Le projet de loi prévoit de réduire de 30 % la rémunération de l'ensemble de la pratique d'un médecin spécialiste qui ne respecte pas l'une des quatre obligations.

La FMSQ confirme que les pourparlers sont « positifs » avec le gouvernement. Elle ajoute que sa proposition reprend les quatre obligations prévues au projet de loi 20. Mais elle demande que des « conditions » soient réunies pour arriver à offrir une accessibilité accrue aux services. Ces conditions sont : des blocs opératoires ouverts, un accès à des cliniques externes et la disponibilité des infirmières et autres professionnels de la santé.

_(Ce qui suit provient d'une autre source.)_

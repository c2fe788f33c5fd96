//! Re-apply an edited sidebar to an existing archive, offline.
//!
//! The patcher is the second half of the sidebar round trip: a human edits
//! `sidebar.md` (or a copy named `sidebar_edit.md`), and [`apply_patch`]
//! rebuilds the tree from it and splices the new navigation into every
//! document of the archive. Page content is never touched and the gateway is
//! never contacted.
//!
//! Documents patched:
//!
//! - `sidebar.html` is rewritten as a whole.
//! - `index.html` and every `pages/*.html` get the region between the
//!   navigation delimiters replaced, with that page marked active.
//!
//! HTML files elsewhere (attachments, for example) are left alone.
//!
//! A page file belongs to the new tree when its path is the one a sidebar
//! entry links to. Entries whose file is missing are reported as unresolved,
//! and page files no entry links to as orphaned; both are matched by path, so
//! a stale copy of a page under an old name is never mistaken for it.
//!
//! Files whose content would not change are not written, so running the same
//! patch twice leaves every byte and timestamp as it was.

use crate::fsutil::write_if_changed;
use crate::inject::splice_navigation;
use crate::naming::PAGES_DIR;
use crate::sidebar::{MalformedSidebarError, SidebarDocument, SidebarMode, render_fragment, unwrap_single_root};
use crate::types::Tree;
use std::collections::HashMap;
use std::path::{Path, PathBuf};
use thiserror::Error;
use tracing::{debug, info, warn};
use walkdir::WalkDir;

/// Sidebar file written by an export.
pub const SIDEBAR_MD: &str = "sidebar.md";
/// Working copy preferred by the patcher when present.
pub const SIDEBAR_EDIT_MD: &str = "sidebar_edit.md";
/// Standalone sidebar fragment written by an export.
pub const SIDEBAR_HTML: &str = "sidebar.html";

#[derive(Error, Debug)]
pub enum PatchError {
    #[error("malformed sidebar: {0}")]
    Malformed(#[from] MalformedSidebarError),
    #[error("IO error: {0}")]
    Io(#[from] std::io::Error),
    #[error("walk error: {0}")]
    Walk(#[from] walkdir::Error),
    #[error("no {SIDEBAR_EDIT_MD} or {SIDEBAR_MD} in {0}")]
    SidebarNotFound(PathBuf),
}

#[derive(Error, Debug, Clone, PartialEq)]
pub enum PatchWarning {
    #[error("{}: navigation delimiters not found, file left unchanged", .0.display())]
    DelimiterNotFound(PathBuf),
}

#[derive(Debug, Clone, Default)]
pub struct PatchOptions {
    /// Promote the children of a single root, as `<!-- mode: space -->` does.
    pub unwrap: bool,
}

/// What a patch run did. Paths are relative to the output root.
#[derive(Debug, Default)]
pub struct PatchReport {
    pub patched: Vec<PathBuf>,
    pub unchanged: Vec<PathBuf>,
    pub warnings: Vec<PatchWarning>,
    /// Local paths of pages in the edited tree with no file in the archive.
    pub unresolved: Vec<String>,
    /// Page files in the archive that the edited tree does not list.
    pub orphaned: Vec<PathBuf>,
    /// The single root was unwrapped.
    pub unwrapped: bool,
}

/// Read the sidebar to apply: `sidebar_edit.md` if present, else `sidebar.md`.
///
/// With `restore_original`, the edit file is ignored.
pub fn load_edited_sidebar(
    site_dir: &Path,
    restore_original: bool,
) -> Result<(PathBuf, String), PatchError> {
    let edit = site_dir.join(SIDEBAR_EDIT_MD);
    let original = site_dir.join(SIDEBAR_MD);
    let path = if !restore_original && edit.is_file() {
        edit
    } else if original.is_file() {
        original
    } else {
        return Err(PatchError::SidebarNotFound(site_dir.to_path_buf()));
    };
    let text = std::fs::read_to_string(&path)?;
    Ok((path, text))
}

/// Apply `edited_markdown` to the archive at `output_root`.
///
/// A malformed sidebar is rejected before any file is touched.
pub fn apply_patch(
    output_root: &Path,
    edited_markdown: &str,
    options: &PatchOptions,
) -> Result<PatchReport, PatchError> {
    let document = SidebarDocument::parse(edited_markdown)?;
    let mut report = PatchReport::default();

    let tree = if options.unwrap || document.mode == SidebarMode::Space {
        match unwrap_single_root(&document.tree) {
            Some(tree) => {
                report.unwrapped = true;
                tree
            }
            None => {
                info!("Unwrap requested but the sidebar has {} roots; skipping", document.tree.roots.len());
                document.tree
            }
        }
    } else {
        document.tree
    };
    info!("Applying sidebar with {} entries to {}", tree.len(), output_root.display());

    let standalone = render_fragment(&tree, None, "pages/");
    record(
        &mut report,
        PathBuf::from(SIDEBAR_HTML),
        write_if_changed(&output_root.join(SIDEBAR_HTML), &standalone)?,
    );

    let listed = page_files(&tree);
    for rel in documents(output_root)? {
        let path = output_root.join(&rel);
        let html = std::fs::read_to_string(&path)?;
        let in_pages = rel.starts_with(PAGES_DIR);

        let active = listed.get(&rel).copied();
        if in_pages && active.is_none() {
            report.orphaned.push(rel.clone());
        }

        let prefix = if in_pages { "" } else { "pages/" };
        let fragment = render_fragment(&tree, active, prefix);
        match splice_navigation(&html, &fragment) {
            Some(patched) => {
                let changed = write_if_changed(&path, &patched)?;
                debug!("{} {}", if changed { "Patched" } else { "Unchanged" }, rel.display());
                record(&mut report, rel, changed);
            }
            None => {
                let warning = PatchWarning::DelimiterNotFound(rel);
                warn!("{}", warning);
                report.warnings.push(warning);
            }
        }
    }

    report.unresolved = unresolved_pages(&tree, output_root);
    info!(
        "Patch complete: {} patched, {} unchanged, {} warning(s)",
        report.patched.len(),
        report.unchanged.len(),
        report.warnings.len()
    );
    Ok(report)
}

fn record(report: &mut PatchReport, rel: PathBuf, changed: bool) {
    if changed {
        report.patched.push(rel);
    } else {
        report.unchanged.push(rel);
    }
}

/// `index.html` plus every `pages/*.html`, relative to `root`, sorted.
fn documents(root: &Path) -> Result<Vec<PathBuf>, PatchError> {
    let mut docs = Vec::new();
    if root.join("index.html").is_file() {
        docs.push(PathBuf::from("index.html"));
    }
    let pages = root.join(PAGES_DIR);
    if pages.is_dir() {
        for entry in WalkDir::new(&pages)
            .min_depth(1)
            .max_depth(1)
            .sort_by_file_name()
        {
            let entry = entry?;
            let is_html = entry.path().extension().is_some_and(|e| e == "html");
            if entry.file_type().is_file() && is_html {
                docs.push(Path::new(PAGES_DIR).join(entry.file_name()));
            }
        }
    }
    Ok(docs)
}

/// Output-relative page file → id, for every page entry of `tree`.
fn page_files(tree: &Tree) -> HashMap<PathBuf, &str> {
    tree.iter()
        .filter_map(|node| {
            let path = node.local_path.as_deref()?;
            Some((PathBuf::from(format!("{path}.html")), node.id.as_str()))
        })
        .collect()
}

/// Local paths of page entries whose file does not exist under `root`.
fn unresolved_pages(tree: &Tree, root: &Path) -> Vec<String> {
    tree.iter()
        .filter_map(|node| {
            let path = node.local_path.as_deref()?;
            (!root.join(format!("{path}.html")).is_file()).then(|| path.to_string())
        })
        .collect()
}
//! Atomic file writes.
//!
//! Every file spacedump produces (pages, attachments, sidebar artifacts and
//! patched documents) is written to a temp file in the destination directory
//! and renamed over the target. A reader never observes a half-written file,
//! and an interrupted run leaves either the old content or the new one.

use std::io::Write;
use std::path::Path;
use tempfile::NamedTempFile;

/// Write `bytes` to `path` atomically, creating parent directories.
pub fn write_atomic(path: &Path, bytes: &[u8]) -> std::io::Result<()> {
    let dir = match path.parent() {
        Some(dir) if !dir.as_os_str().is_empty() => dir,
        _ => Path::new("."),
    };
    std::fs::create_dir_all(dir)?;
    let mut tmp = NamedTempFile::new_in(dir)?;
    tmp.write_all(bytes)?;
    tmp.flush()?;
    tmp.persist(path).map_err(|e| e.error)?;
    Ok(())
}

/// Write `contents` only when it differs from what is on disk.
///
/// Returns `true` when the file was (re)written.
pub fn write_if_changed(path: &Path, contents: &str) -> std::io::Result<bool> {
    match std::fs::read(path) {
        Ok(existing) if existing == contents.as_bytes() => Ok(false),
        _ => {
            write_atomic(path, contents.as_bytes())?;
            Ok(true)
        }
    }
}

#[cfg(test)]
mod tests {
    use super::*;
    use tempfile::TempDir;

    #[test]
    fn creates_parent_directories() {
        let tmp = TempDir::new().unwrap();
        let target = tmp.path().join("a/b/c.txt");
        write_atomic(&target, b"hello").unwrap();
        assert_eq!(std::fs::read_to_string(&target).unwrap(), "hello");
    }

    #[test]
    fn replaces_existing_file_without_leftovers() {
        let tmp = TempDir::new().unwrap();
        let target = tmp.path().join("page.html");
        write_atomic(&target, b"old").unwrap();
        write_atomic(&target, b"new").unwrap();

        assert_eq!(std::fs::read_to_string(&target).unwrap(), "new");
        let entries = std::fs::read_dir(tmp.path()).unwrap().count();
        assert_eq!(entries, 1);
    }

    #[test]
    fn write_if_changed_skips_identical_content() {
        let tmp = TempDir::new().unwrap();
        let target = tmp.path().join("x.html");
        assert!(write_if_changed(&target, "same").unwrap());
        let before = std::fs::metadata(&target).unwrap().modified().unwrap();
        assert!(!write_if_changed(&target, "same").unwrap());
        assert_eq!(std::fs::metadata(&target).unwrap().modified().unwrap(), before);
        assert!(write_if_changed(&target, "different").unwrap());
    }
}
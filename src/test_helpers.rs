//! Shared test utilities for the spacedump test suite.
//!
//! Provides a realistic in-memory space, tree lookups and shape assertions
//! that work with [`Tree`] and the files an export writes.
//!
//! # Usage
//!
//! ```rust
//! use crate::test_helpers::*;
//!
//! let gw = sample_gateway();
//! let inv = scan(&gw, &ScanRequest::tree("100")).unwrap();
//!
//! assert_tree_shape(&inv.tree, &[
//!     ("100", &["110", "120", "130"]),
//! ]);
//! assert_eq!(find_node(&inv.tree, "120").title, "Setup Guide");
//! ```

use std::path::Path;

use crate::gateway::MemoryGateway;
use crate::types::{Tree, TreeNode};

// =========================================================================
// Fixture setup
// =========================================================================

/// A small space with cross links, an attachment and a three-level hierarchy.
///
/// ```text
/// 100 Home
/// ├── 110 Overview
/// ├── 120 Setup Guide      (diagram.png)
/// │   └── 121 Troubleshooting
/// └── 130 FAQ
/// ```
pub fn sample_gateway() -> MemoryGateway {
    MemoryGateway::new()
        .page("100", "Home", r#"<p>Start with the <a href="/wiki/spaces/DOC/pages/120/Setup+Guide">setup guide</a>.</p>"#)
        .child("100", "110", "Overview", "<p>What this is.</p>")
        .child(
            "100",
            "120",
            "Setup Guide",
            r#"<p>See <img src="/wiki/download/attachments/120/diagram.png?version=1"></p><p><a href="/pages/viewpage.action?pageId=121">Trouble?</a></p>"#,
        )
        .child("120", "121", "Troubleshooting", r#"<p>Back to <a href="/pages/120">setup</a>, or <a href="/pages/999">elsewhere</a>.</p>"#)
        .child("100", "130", "FAQ", "<p>Questions.</p>")
        .attachment("120", "att-1", "diagram.png", b"\x89PNG fake")
}

/// A flat space: one root with `count` children numbered `1..=count`.
pub fn flat_gateway(count: usize) -> MemoryGateway {
    (1..=count).fold(MemoryGateway::new().page("0", "Root", "<p>root</p>"), |gw, n| {
        let id = n.to_string();
        gw.child("0", &id, &format!("Page {n}"), &format!("<p>body {n}</p>"))
    })
}

// =========================================================================
// Tree lookups: panic with a clear message on miss
// =========================================================================

/// Find a node by id. Panics if not found.
pub fn find_node<'a>(tree: &'a Tree, id: &str) -> &'a TreeNode {
    tree.find(id).unwrap_or_else(|| {
        let ids = tree_ids(tree);
        panic!("node '{id}' not found. Available: {ids:?}")
    })
}

// =========================================================================
// Bulk extractors
// =========================================================================

/// Every id in pre-order.
pub fn tree_ids(tree: &Tree) -> Vec<&str> {
    tree.iter().map(|n| n.id.as_str()).collect()
}

/// Root ids in order.
pub fn root_ids(tree: &Tree) -> Vec<&str> {
    tree.roots.iter().map(|n| n.id.as_str()).collect()
}

/// Direct child ids of `parent`. Panics if `parent` is not found.
pub fn child_ids<'a>(tree: &'a Tree, parent: &str) -> Vec<&'a str> {
    find_node(tree, parent)
        .children
        .iter()
        .map(|c| c.id.as_str())
        .collect()
}

// =========================================================================
// Shape assertions
// =========================================================================

/// Assert the roots of `tree` and their direct children.
///
/// Each entry is `(root id, child ids)`. Use `&[]` for childless roots.
///
/// ```rust
/// assert_tree_shape(&tree, &[
///     ("A", &["B", "C"]),
///     ("D", &[]),
/// ]);
/// ```
pub fn assert_tree_shape(tree: &Tree, expected: &[(&str, &[&str])]) {
    let expected_roots: Vec<&str> = expected.iter().map(|(id, _)| *id).collect();
    assert_eq!(root_ids(tree), expected_roots, "root ids mismatch");

    for (id, children) in expected {
        assert_eq!(
            child_ids(tree, id),
            children.to_vec(),
            "children of '{id}' mismatch"
        );
    }
}

/// Read a file under `root` to a string. Panics with the path on failure.
pub fn read(root: &Path, rel: &str) -> String {
    std::fs::read_to_string(root.join(rel))
        .unwrap_or_else(|e| panic!("cannot read {}: {e}", root.join(rel).display()))
}

/// A document with everything between the navigation delimiters removed.
///
/// Two versions of a page have the same content exactly when this is equal.
pub fn outside_nav(html: &str) -> String {
    use crate::inject::{NAV_BEGIN, NAV_END};
    let begin = html.find(NAV_BEGIN).expect("no nav begin") + NAV_BEGIN.len();
    let end = html.find(NAV_END).expect("no nav end");
    format!("{}{}", &html[..begin], &html[end..])
}
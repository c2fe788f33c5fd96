//! In-memory [`Gateway`] for tests.

use super::{ChildSummary, Gateway, GatewayError, PageMetadata, RootDirectory, SpaceSummary};
use crate::types::AttachmentRef;
use chrono::{DateTime, Utc};
use std::collections::{HashMap, HashSet};

#[derive(Debug, Clone, Default)]
struct MemoryPage {
    metadata: PageMetadata,
    body: String,
    children: Vec<String>,
    attachments: Vec<(AttachmentRef, Vec<u8>)>,
}

/// A complete document space held in memory.
///
/// Build it with [`MemoryGateway::page`] / [`MemoryGateway::child`] and friends.
/// Failures can be injected per id to exercise error paths. The gateway also
/// counts calls so tests can assert that pruned subtrees were never fetched.
#[derive(Debug, Default)]
pub struct MemoryGateway {
    pages: HashMap<String, MemoryPage>,
    spaces: Vec<(SpaceSummary, String)>,
    resources: HashMap<String, Vec<u8>>,
    failing_bodies: HashSet<String>,
    failing_attachments: HashSet<String>,
    unreachable: bool,
    calls: std::sync::Mutex<Vec<String>>,
}

impl MemoryGateway {
    pub fn new() -> Self {
        Self::default()
    }

    /// Add (or replace) a page with a title and body.
    pub fn page(mut self, id: &str, title: &str, body: &str) -> Self {
        let entry = self.pages.entry(id.to_string()).or_default();
        entry.metadata.id = id.to_string();
        entry.metadata.title = title.to_string();
        entry.body = body.to_string();
        self
    }

    /// Add a page and append it to `parent`'s children.
    pub fn child(self, parent: &str, id: &str, title: &str, body: &str) -> Self {
        let mut gw = self.page(id, title, body);
        gw.pages
            .entry(parent.to_string())
            .or_default()
            .children
            .push(id.to_string());
        gw
    }

    /// Link an existing page under `parent` (used to build malformed hierarchies).
    pub fn link(mut self, parent: &str, child: &str) -> Self {
        self.pages
            .entry(parent.to_string())
            .or_default()
            .children
            .push(child.to_string());
        self
    }

    pub fn label(mut self, id: &str, label: &str) -> Self {
        self.pages
            .entry(id.to_string())
            .or_default()
            .metadata
            .labels
            .insert(label.to_string());
        self
    }

    pub fn author(mut self, id: &str, author: &str, modified_at: DateTime<Utc>) -> Self {
        let meta = &mut self.pages.entry(id.to_string()).or_default().metadata;
        meta.author = Some(author.to_string());
        meta.modified_at = Some(modified_at);
        self
    }

    pub fn attachment(mut self, page_id: &str, att_id: &str, filename: &str, bytes: &[u8]) -> Self {
        let attachment = AttachmentRef {
            id: att_id.to_string(),
            filename: filename.to_string(),
            size: Some(bytes.len() as u64),
        };
        self.pages
            .entry(page_id.to_string())
            .or_default()
            .attachments
            .push((attachment, bytes.to_vec()));
        self
    }

    pub fn space(mut self, key: &str, name: &str, homepage: &str) -> Self {
        self.spaces.push((
            SpaceSummary {
                key: key.to_string(),
                name: name.to_string(),
            },
            homepage.to_string(),
        ));
        self
    }

    /// Serve `bytes` for a resource URL as it appears in a body.
    pub fn resource(mut self, url: &str, bytes: &[u8]) -> Self {
        self.resources.insert(url.to_string(), bytes.to_vec());
        self
    }

    /// Make `get_rendered_body` fail for `id`.
    pub fn fail_body(mut self, id: &str) -> Self {
        self.failing_bodies.insert(id.to_string());
        self
    }

    /// Make downloading attachment `att_id` fail.
    pub fn fail_attachment(mut self, att_id: &str) -> Self {
        self.failing_attachments.insert(att_id.to_string());
        self
    }

    /// Make every call fail as if the network were down.
    pub fn unreachable(mut self) -> Self {
        self.unreachable = true;
        self
    }

    /// Recorded calls as `"<operation>:<id>"`, in call order.
    pub fn calls(&self) -> Vec<String> {
        self.calls.lock().map(|c| c.clone()).unwrap_or_default()
    }

    /// Whether any call touched `id`.
    pub fn was_touched(&self, id: &str) -> bool {
        let suffix = format!(":{id}");
        self.calls().iter().any(|c| c.ends_with(&suffix))
    }

    fn record(&self, op: &str, id: &str) -> Result<(), GatewayError> {
        if let Ok(mut calls) = self.calls.lock() {
            calls.push(format!("{op}:{id}"));
        }
        if self.unreachable {
            return Err(GatewayError::Unreachable("memory gateway offline".into()));
        }
        Ok(())
    }

    fn get(&self, id: &str) -> Result<&MemoryPage, GatewayError> {
        self.pages
            .get(id)
            .filter(|p| !p.metadata.id.is_empty())
            .ok_or_else(|| GatewayError::NotFound(id.to_string()))
    }
}

impl Gateway for MemoryGateway {
    fn list_children(&self, id: &str) -> Result<Vec<ChildSummary>, GatewayError> {
        self.record("children", id)?;
        let page = self.get(id)?;
        Ok(page
            .children
            .iter()
            .map(|cid| match self.pages.get(cid) {
                Some(child) => ChildSummary {
                    id: cid.clone(),
                    title: child.metadata.title.clone(),
                    has_children: !child.children.is_empty(),
                },
                // Dangling link: listed, but its metadata lookup will fail.
                None => ChildSummary {
                    id: cid.clone(),
                    title: String::new(),
                    has_children: false,
                },
            })
            .collect())
    }

    fn get_metadata(&self, id: &str) -> Result<PageMetadata, GatewayError> {
        self.record("metadata", id)?;
        Ok(self.get(id)?.metadata.clone())
    }

    fn get_rendered_body(&self, id: &str) -> Result<String, GatewayError> {
        self.record("body", id)?;
        if self.failing_bodies.contains(id) {
            return Err(GatewayError::Http {
                status: 500,
                body: format!("injected failure for {id}"),
            });
        }
        Ok(self.get(id)?.body.clone())
    }

    fn list_attachments(&self, id: &str) -> Result<Vec<AttachmentRef>, GatewayError> {
        self.record("attachments", id)?;
        Ok(self
            .get(id)?
            .attachments
            .iter()
            .map(|(a, _)| a.clone())
            .collect())
    }

    fn get_attachment_bytes(
        &self,
        page_id: &str,
        attachment: &AttachmentRef,
    ) -> Result<Vec<u8>, GatewayError> {
        self.record("download", &attachment.id)?;
        if self.failing_attachments.contains(&attachment.id) {
            return Err(GatewayError::Http {
                status: 404,
                body: format!("injected failure for {}", attachment.id),
            });
        }
        self.get(page_id)?
            .attachments
            .iter()
            .find(|(a, _)| a.id == attachment.id)
            .map(|(_, bytes)| bytes.clone())
            .ok_or_else(|| GatewayError::NotFound(attachment.id.clone()))
    }

    fn get_resource_bytes(&self, url: &str) -> Result<Vec<u8>, GatewayError> {
        self.record("resource", url)?;
        self.resources
            .get(url)
            .cloned()
            .ok_or_else(|| GatewayError::NotFound(url.to_string()))
    }
}

impl RootDirectory for MemoryGateway {
    fn space_homepage(&self, space_key: &str) -> Result<String, GatewayError> {
        self.spaces
            .iter()
            .find(|(s, _)| s.key == space_key)
            .map(|(_, home)| home.clone())
            .ok_or_else(|| GatewayError::NotFound(format!("space {space_key}")))
    }

    fn pages_with_label(&self, label: &str) -> Result<Vec<String>, GatewayError> {
        let mut ids: Vec<&String> = self
            .pages
            .iter()
            .filter(|(_, p)| p.metadata.labels.contains(label))
            .map(|(id, _)| id)
            .collect();
        ids.sort();
        Ok(ids.into_iter().cloned().collect())
    }

    fn list_spaces(&self) -> Result<Vec<SpaceSummary>, GatewayError> {
        Ok(self.spaces.iter().map(|(s, _)| s.clone()).collect())
    }
}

À l'Assemblée nationale, le chef péquiste Pierre Karl Péladeau a signalé que le ministre a proposé en commission parlementaire d'amender le projet de loi 20 pour retirer la priorité accordée aux patients en attente d'une chirurgie depuis plus de six mois. «Il abaisse les exigences» à l'égard des médecins spécialistes, a-t-il accusé. Le ministre trouve paradoxale la sortie du PQ dans la mesure où celui-ci lui reprochait d'avoir déposé un projet de loi trop sévère. Le député caquiste François Paradis a signalé par la suite à La Presse qu'un autre amendement prévoit d'assouplir l'obligation d'assurer un suivi dans un délai de trois heures d'une consultation demandée à l'urgence. La consultation devrait être demandée entre 8h et 16h au lieu d'entre 7h et 17h.

Le projet de loi 20 ne pourra pas être adopté d'ici la fin de la session parlementaire vendredi. «L'adoption du projet de loi 20 peut attendre un certain temps, a réagi M. Barrette. J'ai beaucoup plus besoin du projet de loi 20 pour les économes liées à la procréation médicalement assistée que pour les engagements des médecins.» Ces économies s'élèvent à 48 millions de dollars.

Un bâillon sera-t-il nécessaire comme dans le cas du projet de loi 10 sur la réorganisation du réseau de la santé ? «Ce n'est pas les mêmes circonstances», a répondu M. Barrette, rappelant que la réforme du réseau devait absolument entrer en vigueur le 1er avril.

Il a ajouté que le projet de loi 20 «doit passer parce qu'il mettra en place les conditions à être exercées s'il advenait que les engagements des médecins spécialistes et des médecins de famille ne seraient pas respectés. Le projet de loi 20, ce n'est pas un artifice. Ce sera exercé si la marchandise n'est pas au rendez-vous».

M. Barrette s'apprête également à régler un conflit avec un autre groupe de professionnels, les pharmaciens propriétaires. Une entente serait à portée de main au sujet de la coupe de 177 millions de dollars des honoraires. « La négociation avance à un rythme accéléré, et j'ose pouvoir dire qu'il devrait y avoir un dénouement qui devrait être favorable», disait le ministre la semaine dernière.